* PROBLEM DESCRIPTION:
Return every entry in full, with no alterations.
DATASET EXTRACT Block Start
//! Quarry Core - Query Data Types
//!
//! Pure data structures shared by the storage and query crates: the document
//! value model, native identifiers, filter expressions, pipeline stages, the
//! pagination calculator, configuration and errors.

pub mod config;
pub mod error;
pub mod filter;
pub mod id;
pub mod pagination;
pub mod stage;
pub mod value;

pub use config::{QueryConfig, DEFAULT_SORT_FIELD};
pub use error::{ConfigError, QuarryError, QuarryResult, QueryError, StorageError};
pub use filter::{FilterCondition, FilterExpr, FilterOperator};
pub use id::{DocumentId, ParseDocumentIdError, DOCUMENT_ID_HEX_LEN};
pub use pagination::{
    PageLimits, PaginationRequest, PaginationResult, DEFAULT_LIMIT, DEFAULT_PAGE, MAX_LIMIT,
};
pub use stage::{
    Expr, JoinSpec, PipelineStage, Projection, ProjectionSpec, SortDirection, SortSpec,
};
pub use value::{document_from_json, get_path, remove_path, set_path, Document, FieldValue};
DATASET EXTRACT Block End
* EXERCISE ANSWER:
//! Quarry Core - Query Data Types
//!
//! Pure data structures shared by the storage and query crates: the document
//! value model, native identifiers, filter expressions, pipeline stages, the
//! pagination calculator, configuration and errors.

pub mod config;
pub mod error;
pub mod filter;
pub mod id;
pub mod pagination;
pub mod stage;
pub mod value;

pub use config::{QueryConfig, DEFAULT_SORT_FIELD};
pub use error::{ConfigError, QuarryError, QuarryResult, QueryError, StorageError};
pub use filter::{FilterCondition, FilterExpr, FilterOperator};
pub use id::{DocumentId, ParseDocumentIdError, DOCUMENT_ID_HEX_LEN};
pub use pagination::{
    PageLimits, PaginationRequest, PaginationResult, DEFAULT_LIMIT, DEFAULT_PAGE, MAX_LIMIT,
};
pub use stage::{
    Expr, JoinSpec, PipelineStage, Projection, ProjectionSpec, SortDirection, SortSpec,
};
pub use value::{document_from_json, get_path, remove_path, set_path, Document, FieldValue};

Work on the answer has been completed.